DATA RECORDS Start Marker
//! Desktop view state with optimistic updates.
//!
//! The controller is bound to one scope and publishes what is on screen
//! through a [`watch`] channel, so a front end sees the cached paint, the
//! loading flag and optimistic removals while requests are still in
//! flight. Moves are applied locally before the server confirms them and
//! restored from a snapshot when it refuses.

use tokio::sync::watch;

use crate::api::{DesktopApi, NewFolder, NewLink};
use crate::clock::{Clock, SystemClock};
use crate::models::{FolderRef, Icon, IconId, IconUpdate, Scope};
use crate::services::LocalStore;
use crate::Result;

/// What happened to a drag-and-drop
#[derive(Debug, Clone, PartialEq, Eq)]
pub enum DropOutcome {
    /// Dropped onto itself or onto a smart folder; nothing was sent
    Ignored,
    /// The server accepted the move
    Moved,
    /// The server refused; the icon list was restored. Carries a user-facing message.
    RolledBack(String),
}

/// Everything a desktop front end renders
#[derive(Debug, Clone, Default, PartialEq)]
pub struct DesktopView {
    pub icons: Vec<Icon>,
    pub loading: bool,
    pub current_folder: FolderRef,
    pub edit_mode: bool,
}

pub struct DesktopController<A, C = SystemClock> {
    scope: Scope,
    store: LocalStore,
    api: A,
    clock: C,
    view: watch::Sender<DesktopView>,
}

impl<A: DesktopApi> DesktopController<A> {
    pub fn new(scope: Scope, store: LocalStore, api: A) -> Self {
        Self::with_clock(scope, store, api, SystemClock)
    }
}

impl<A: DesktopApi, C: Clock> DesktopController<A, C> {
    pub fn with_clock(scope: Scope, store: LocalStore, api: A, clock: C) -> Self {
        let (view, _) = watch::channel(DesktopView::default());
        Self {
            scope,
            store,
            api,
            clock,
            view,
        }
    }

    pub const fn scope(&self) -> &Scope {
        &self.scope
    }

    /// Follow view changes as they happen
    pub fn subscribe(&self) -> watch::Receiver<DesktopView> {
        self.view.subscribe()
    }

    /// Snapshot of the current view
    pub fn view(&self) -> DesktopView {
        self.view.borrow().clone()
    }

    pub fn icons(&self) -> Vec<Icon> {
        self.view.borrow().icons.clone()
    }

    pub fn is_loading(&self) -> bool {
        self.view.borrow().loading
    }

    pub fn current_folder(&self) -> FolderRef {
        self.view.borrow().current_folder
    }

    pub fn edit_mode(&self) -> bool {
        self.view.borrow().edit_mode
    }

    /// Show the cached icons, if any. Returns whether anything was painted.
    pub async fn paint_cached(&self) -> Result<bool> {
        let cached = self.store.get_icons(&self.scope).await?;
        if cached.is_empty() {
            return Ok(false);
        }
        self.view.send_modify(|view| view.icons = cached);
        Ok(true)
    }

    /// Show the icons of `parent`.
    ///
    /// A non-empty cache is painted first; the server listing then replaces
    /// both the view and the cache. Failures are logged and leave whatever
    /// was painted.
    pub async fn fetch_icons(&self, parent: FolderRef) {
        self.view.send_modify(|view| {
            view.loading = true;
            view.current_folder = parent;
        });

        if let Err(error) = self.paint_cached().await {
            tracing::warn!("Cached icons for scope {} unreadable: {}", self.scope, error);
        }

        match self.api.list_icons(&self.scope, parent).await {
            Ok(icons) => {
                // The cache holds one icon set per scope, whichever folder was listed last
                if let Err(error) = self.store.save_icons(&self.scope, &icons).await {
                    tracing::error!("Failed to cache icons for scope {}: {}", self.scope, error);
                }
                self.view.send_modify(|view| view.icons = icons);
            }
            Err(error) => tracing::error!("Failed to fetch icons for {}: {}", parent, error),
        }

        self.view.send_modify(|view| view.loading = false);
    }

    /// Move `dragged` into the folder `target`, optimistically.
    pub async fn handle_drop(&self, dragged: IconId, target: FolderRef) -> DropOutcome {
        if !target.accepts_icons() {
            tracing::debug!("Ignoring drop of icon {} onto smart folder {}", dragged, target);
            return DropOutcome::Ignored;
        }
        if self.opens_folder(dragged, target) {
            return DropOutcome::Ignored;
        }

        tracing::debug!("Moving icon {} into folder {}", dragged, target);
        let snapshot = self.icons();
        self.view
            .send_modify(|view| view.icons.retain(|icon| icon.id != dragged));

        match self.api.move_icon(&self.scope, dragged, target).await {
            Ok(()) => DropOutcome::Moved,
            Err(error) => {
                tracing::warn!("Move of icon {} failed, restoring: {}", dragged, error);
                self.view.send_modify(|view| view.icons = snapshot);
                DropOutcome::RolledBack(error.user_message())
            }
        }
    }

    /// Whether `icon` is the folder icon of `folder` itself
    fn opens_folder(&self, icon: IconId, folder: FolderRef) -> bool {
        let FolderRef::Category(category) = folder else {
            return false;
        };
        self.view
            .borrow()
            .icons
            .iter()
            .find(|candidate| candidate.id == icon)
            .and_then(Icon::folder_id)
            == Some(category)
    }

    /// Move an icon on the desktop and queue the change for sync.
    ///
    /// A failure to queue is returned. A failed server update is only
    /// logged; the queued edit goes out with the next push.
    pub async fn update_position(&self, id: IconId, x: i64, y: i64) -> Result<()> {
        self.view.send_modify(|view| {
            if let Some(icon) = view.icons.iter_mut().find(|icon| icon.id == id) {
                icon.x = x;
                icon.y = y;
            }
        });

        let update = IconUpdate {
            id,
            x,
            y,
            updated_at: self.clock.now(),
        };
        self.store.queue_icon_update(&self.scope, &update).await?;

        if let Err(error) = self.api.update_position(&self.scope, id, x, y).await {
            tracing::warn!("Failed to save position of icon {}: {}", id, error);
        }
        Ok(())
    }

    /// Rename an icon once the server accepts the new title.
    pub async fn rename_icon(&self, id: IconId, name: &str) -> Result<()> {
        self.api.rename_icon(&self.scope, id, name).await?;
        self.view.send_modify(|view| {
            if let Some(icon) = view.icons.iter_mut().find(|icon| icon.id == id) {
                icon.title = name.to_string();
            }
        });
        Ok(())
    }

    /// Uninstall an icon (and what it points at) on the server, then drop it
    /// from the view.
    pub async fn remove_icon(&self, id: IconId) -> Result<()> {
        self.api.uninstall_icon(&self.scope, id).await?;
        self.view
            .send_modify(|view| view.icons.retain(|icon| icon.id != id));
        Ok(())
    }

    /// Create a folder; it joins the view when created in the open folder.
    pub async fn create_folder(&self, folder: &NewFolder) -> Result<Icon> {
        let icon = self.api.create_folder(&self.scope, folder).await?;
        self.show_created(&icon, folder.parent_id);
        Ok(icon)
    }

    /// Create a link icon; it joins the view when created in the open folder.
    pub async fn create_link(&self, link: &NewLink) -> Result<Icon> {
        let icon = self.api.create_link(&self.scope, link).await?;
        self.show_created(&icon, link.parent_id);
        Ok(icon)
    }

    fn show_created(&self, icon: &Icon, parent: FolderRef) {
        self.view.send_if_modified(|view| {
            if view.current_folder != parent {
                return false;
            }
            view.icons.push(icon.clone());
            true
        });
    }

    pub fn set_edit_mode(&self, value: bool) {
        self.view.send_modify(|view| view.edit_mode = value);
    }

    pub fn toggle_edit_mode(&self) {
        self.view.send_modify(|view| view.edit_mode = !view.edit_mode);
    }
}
DATA RECORDS End Marker
DATA RECORDS Start Marker
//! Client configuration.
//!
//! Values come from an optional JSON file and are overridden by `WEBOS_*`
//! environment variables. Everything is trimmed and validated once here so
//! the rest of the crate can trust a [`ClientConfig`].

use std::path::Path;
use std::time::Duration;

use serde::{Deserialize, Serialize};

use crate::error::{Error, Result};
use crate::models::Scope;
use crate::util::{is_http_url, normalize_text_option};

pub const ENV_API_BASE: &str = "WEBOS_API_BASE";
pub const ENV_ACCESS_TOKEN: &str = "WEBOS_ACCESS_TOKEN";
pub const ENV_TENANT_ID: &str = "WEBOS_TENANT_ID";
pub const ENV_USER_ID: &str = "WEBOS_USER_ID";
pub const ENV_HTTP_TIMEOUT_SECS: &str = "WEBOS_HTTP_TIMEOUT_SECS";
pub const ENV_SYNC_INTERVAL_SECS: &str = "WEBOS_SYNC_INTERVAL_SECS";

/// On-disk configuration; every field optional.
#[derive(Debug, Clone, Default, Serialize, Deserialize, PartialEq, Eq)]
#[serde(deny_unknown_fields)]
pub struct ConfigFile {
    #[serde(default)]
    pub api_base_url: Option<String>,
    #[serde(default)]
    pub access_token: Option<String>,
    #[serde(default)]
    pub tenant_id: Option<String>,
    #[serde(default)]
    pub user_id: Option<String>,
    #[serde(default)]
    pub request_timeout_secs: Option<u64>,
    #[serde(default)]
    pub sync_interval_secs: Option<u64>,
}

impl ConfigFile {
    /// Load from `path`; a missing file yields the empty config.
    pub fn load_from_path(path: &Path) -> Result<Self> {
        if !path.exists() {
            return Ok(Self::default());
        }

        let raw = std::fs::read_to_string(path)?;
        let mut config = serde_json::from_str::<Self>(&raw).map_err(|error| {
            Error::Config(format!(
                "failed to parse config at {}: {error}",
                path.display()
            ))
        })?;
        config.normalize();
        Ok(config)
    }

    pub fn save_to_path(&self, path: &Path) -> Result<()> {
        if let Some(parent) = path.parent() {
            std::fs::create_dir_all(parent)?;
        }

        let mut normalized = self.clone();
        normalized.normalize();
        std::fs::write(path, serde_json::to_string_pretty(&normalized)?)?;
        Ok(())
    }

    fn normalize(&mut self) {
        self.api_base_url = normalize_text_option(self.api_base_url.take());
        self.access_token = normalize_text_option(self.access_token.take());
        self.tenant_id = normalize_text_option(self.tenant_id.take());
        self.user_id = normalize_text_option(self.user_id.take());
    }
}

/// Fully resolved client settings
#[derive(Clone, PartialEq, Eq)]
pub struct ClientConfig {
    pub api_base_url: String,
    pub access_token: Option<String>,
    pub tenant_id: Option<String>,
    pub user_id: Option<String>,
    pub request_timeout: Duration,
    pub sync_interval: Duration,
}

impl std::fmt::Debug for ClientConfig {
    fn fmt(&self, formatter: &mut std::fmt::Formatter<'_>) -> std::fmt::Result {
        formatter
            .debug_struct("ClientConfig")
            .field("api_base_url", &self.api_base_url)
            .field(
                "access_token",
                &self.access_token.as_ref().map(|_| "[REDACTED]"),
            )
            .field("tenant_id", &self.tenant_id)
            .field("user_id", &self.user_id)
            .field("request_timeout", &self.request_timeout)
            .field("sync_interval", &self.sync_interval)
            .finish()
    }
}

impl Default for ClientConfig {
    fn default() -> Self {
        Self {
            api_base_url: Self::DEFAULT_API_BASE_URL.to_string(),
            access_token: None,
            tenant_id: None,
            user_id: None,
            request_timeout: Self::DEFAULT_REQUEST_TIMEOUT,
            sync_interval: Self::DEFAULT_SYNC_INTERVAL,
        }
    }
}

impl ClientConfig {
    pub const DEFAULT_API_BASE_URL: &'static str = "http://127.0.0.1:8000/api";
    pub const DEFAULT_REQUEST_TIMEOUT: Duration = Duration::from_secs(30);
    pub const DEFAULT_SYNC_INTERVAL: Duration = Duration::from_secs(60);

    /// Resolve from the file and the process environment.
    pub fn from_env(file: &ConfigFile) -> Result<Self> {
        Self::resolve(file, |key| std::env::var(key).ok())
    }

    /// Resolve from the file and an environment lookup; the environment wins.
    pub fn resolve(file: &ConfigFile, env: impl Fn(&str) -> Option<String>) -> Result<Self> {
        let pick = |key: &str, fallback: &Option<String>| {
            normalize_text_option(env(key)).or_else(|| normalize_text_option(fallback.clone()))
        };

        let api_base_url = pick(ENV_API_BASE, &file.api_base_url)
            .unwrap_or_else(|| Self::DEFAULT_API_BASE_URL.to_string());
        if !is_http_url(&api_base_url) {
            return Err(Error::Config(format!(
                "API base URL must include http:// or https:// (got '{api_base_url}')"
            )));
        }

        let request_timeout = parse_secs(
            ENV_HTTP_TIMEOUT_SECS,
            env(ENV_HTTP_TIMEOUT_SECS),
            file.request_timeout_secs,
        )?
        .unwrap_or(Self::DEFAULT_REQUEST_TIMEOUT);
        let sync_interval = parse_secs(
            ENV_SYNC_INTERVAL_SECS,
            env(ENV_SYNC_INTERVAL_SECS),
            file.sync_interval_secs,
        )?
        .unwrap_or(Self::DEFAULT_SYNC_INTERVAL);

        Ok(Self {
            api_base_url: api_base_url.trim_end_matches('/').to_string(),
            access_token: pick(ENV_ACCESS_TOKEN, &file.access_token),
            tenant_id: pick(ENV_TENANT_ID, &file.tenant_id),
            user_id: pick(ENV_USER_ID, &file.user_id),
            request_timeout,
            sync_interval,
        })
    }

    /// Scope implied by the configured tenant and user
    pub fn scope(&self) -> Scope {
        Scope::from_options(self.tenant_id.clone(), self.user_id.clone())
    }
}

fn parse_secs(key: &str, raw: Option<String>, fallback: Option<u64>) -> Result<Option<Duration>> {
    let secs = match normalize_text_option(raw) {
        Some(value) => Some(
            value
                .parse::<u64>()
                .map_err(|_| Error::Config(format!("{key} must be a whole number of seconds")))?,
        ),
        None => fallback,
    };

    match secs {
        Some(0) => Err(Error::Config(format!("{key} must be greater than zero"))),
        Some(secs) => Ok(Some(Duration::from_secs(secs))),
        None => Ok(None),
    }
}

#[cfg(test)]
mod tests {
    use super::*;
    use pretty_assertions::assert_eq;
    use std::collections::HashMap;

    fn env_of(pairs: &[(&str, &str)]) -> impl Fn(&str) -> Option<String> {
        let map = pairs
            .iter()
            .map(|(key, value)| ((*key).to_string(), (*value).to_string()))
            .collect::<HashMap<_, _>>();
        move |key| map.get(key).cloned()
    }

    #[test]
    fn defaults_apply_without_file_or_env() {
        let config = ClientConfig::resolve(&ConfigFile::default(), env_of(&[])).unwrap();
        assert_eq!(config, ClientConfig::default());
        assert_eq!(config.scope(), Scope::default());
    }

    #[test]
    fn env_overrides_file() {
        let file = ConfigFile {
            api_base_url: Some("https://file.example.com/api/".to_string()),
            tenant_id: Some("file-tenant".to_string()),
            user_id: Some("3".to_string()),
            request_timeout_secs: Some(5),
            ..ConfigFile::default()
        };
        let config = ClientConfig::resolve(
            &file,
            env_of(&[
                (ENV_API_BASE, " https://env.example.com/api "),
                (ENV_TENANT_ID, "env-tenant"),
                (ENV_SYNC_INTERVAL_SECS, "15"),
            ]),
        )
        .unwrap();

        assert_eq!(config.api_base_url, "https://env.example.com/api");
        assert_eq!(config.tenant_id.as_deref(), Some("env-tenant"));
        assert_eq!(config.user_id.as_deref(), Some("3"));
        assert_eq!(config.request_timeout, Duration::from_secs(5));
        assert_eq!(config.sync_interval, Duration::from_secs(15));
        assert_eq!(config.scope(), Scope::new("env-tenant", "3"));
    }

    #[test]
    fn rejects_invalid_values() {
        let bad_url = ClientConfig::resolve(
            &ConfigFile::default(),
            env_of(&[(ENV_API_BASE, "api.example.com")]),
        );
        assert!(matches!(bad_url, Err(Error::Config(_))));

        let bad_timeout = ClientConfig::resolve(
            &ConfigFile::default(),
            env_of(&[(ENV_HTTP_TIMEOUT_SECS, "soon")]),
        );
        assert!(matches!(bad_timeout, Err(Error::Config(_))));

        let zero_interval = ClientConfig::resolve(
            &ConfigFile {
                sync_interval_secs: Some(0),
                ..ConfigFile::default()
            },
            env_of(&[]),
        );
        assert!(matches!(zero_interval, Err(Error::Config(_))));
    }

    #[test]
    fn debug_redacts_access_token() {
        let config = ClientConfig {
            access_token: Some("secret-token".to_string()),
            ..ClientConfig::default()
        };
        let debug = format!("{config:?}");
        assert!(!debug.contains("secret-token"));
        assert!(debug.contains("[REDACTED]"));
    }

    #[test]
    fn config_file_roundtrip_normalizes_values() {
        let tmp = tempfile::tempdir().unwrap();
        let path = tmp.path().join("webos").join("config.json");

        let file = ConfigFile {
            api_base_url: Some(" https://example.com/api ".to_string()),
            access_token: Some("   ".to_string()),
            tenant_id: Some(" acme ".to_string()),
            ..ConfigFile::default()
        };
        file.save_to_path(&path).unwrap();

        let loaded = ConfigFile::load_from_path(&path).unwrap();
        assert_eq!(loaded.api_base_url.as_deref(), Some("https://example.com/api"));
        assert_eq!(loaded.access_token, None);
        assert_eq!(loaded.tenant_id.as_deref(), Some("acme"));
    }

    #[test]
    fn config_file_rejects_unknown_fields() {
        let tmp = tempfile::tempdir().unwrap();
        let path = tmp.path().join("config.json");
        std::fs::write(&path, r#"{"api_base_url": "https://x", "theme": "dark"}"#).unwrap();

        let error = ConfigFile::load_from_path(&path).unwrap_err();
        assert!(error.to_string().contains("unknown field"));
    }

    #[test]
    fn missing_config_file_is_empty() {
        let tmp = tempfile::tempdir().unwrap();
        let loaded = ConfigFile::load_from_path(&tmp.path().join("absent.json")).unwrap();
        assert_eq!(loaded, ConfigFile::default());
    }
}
DATA RECORDS End Marker
DATA RECORDS Start Marker
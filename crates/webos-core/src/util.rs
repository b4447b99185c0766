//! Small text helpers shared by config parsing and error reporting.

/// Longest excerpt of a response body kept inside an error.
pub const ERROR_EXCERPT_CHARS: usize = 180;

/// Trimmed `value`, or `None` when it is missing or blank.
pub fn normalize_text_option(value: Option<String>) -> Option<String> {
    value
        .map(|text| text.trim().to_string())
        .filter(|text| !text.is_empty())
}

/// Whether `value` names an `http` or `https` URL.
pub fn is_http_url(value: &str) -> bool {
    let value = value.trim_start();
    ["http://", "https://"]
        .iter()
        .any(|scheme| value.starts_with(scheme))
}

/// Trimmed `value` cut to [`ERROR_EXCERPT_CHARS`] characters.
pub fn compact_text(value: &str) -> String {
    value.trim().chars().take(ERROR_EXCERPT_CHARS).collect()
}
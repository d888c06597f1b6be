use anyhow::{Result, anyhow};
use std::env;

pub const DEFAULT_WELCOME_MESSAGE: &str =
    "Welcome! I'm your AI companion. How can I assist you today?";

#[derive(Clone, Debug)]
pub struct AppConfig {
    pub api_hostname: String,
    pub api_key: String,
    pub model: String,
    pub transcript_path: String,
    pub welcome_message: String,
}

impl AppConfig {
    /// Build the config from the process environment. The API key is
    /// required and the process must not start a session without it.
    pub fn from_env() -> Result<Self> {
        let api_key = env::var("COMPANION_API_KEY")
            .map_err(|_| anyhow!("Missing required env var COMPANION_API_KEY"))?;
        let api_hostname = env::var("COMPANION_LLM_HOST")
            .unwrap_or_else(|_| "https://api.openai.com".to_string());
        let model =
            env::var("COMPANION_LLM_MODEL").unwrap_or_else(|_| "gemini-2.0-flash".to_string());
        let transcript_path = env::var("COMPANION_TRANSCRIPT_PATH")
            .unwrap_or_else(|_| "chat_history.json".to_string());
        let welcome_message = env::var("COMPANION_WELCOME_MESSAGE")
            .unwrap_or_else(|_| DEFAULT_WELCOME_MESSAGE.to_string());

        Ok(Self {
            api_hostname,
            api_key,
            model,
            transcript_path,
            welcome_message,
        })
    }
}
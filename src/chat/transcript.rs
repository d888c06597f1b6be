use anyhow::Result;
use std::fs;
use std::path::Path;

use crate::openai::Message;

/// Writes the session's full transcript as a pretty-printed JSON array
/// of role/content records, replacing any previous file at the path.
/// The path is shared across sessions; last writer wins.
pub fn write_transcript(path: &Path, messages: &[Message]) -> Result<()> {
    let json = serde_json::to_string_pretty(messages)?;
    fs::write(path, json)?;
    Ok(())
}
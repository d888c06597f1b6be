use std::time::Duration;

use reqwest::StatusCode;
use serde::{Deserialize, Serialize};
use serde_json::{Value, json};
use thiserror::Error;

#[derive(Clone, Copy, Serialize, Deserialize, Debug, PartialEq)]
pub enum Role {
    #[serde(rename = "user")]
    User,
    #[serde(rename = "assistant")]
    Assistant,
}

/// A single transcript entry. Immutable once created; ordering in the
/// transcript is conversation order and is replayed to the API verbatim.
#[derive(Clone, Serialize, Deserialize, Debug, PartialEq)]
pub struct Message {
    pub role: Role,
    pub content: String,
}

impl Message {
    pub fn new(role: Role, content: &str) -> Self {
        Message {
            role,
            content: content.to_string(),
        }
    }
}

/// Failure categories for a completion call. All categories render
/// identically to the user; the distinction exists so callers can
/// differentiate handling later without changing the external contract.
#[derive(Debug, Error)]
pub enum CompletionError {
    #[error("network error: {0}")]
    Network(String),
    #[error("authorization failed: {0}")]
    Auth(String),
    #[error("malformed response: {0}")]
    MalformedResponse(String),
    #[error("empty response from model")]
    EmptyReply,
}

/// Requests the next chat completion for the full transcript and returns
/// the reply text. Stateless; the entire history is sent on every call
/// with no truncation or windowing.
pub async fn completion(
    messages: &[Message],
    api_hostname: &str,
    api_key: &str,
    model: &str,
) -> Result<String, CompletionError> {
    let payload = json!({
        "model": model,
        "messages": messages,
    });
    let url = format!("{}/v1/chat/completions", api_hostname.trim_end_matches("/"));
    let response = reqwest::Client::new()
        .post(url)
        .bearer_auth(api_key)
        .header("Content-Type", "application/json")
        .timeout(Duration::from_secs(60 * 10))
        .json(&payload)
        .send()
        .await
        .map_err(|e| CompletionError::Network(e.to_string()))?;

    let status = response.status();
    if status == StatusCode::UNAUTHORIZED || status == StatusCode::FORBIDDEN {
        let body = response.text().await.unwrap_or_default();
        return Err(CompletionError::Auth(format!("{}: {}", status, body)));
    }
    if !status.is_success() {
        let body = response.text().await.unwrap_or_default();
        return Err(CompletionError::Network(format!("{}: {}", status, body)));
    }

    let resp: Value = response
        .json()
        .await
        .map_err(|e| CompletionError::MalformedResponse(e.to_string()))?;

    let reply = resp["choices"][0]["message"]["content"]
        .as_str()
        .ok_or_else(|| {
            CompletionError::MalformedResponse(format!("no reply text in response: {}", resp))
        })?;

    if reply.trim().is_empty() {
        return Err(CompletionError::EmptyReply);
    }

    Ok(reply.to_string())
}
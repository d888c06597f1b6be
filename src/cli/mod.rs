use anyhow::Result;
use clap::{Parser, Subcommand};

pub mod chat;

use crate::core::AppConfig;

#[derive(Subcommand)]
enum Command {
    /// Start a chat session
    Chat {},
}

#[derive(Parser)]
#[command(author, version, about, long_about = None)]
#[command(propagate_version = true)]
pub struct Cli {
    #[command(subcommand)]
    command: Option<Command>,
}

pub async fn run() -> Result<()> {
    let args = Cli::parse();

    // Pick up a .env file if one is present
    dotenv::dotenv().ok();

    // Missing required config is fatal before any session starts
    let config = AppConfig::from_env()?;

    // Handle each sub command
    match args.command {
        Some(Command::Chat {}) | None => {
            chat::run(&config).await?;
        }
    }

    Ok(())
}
DATA RECORDS End Marker
TASK DETAILS:
Take the lines above from the one containing "pub const ENV_API_BASE: &str" down to the one containing "the empty config.", and transcribe them exactly, both ends included.

SOLUTION BELOW:
pub const ENV_API_BASE: &str = "WEBOS_API_BASE";
pub const ENV_ACCESS_TOKEN: &str = "WEBOS_ACCESS_TOKEN";
pub const ENV_TENANT_ID: &str = "WEBOS_TENANT_ID";
pub const ENV_USER_ID: &str = "WEBOS_USER_ID";
pub const ENV_HTTP_TIMEOUT_SECS: &str = "WEBOS_HTTP_TIMEOUT_SECS";
pub const ENV_SYNC_INTERVAL_SECS: &str = "WEBOS_SYNC_INTERVAL_SECS";

/// On-disk configuration; every field optional.
#[derive(Debug, Clone, Default, Serialize, Deserialize, PartialEq, Eq)]
#[serde(deny_unknown_fields)]
pub struct ConfigFile {
    #[serde(default)]
    pub api_base_url: Option<String>,
    #[serde(default)]
    pub access_token: Option<String>,
    #[serde(default)]
    pub tenant_id: Option<String>,
    #[serde(default)]
    pub user_id: Option<String>,
    #[serde(default)]
    pub request_timeout_secs: Option<u64>,
    #[serde(default)]
    pub sync_interval_secs: Option<u64>,
}

impl ConfigFile {
    /// Load from `path`; a missing file yields the empty config.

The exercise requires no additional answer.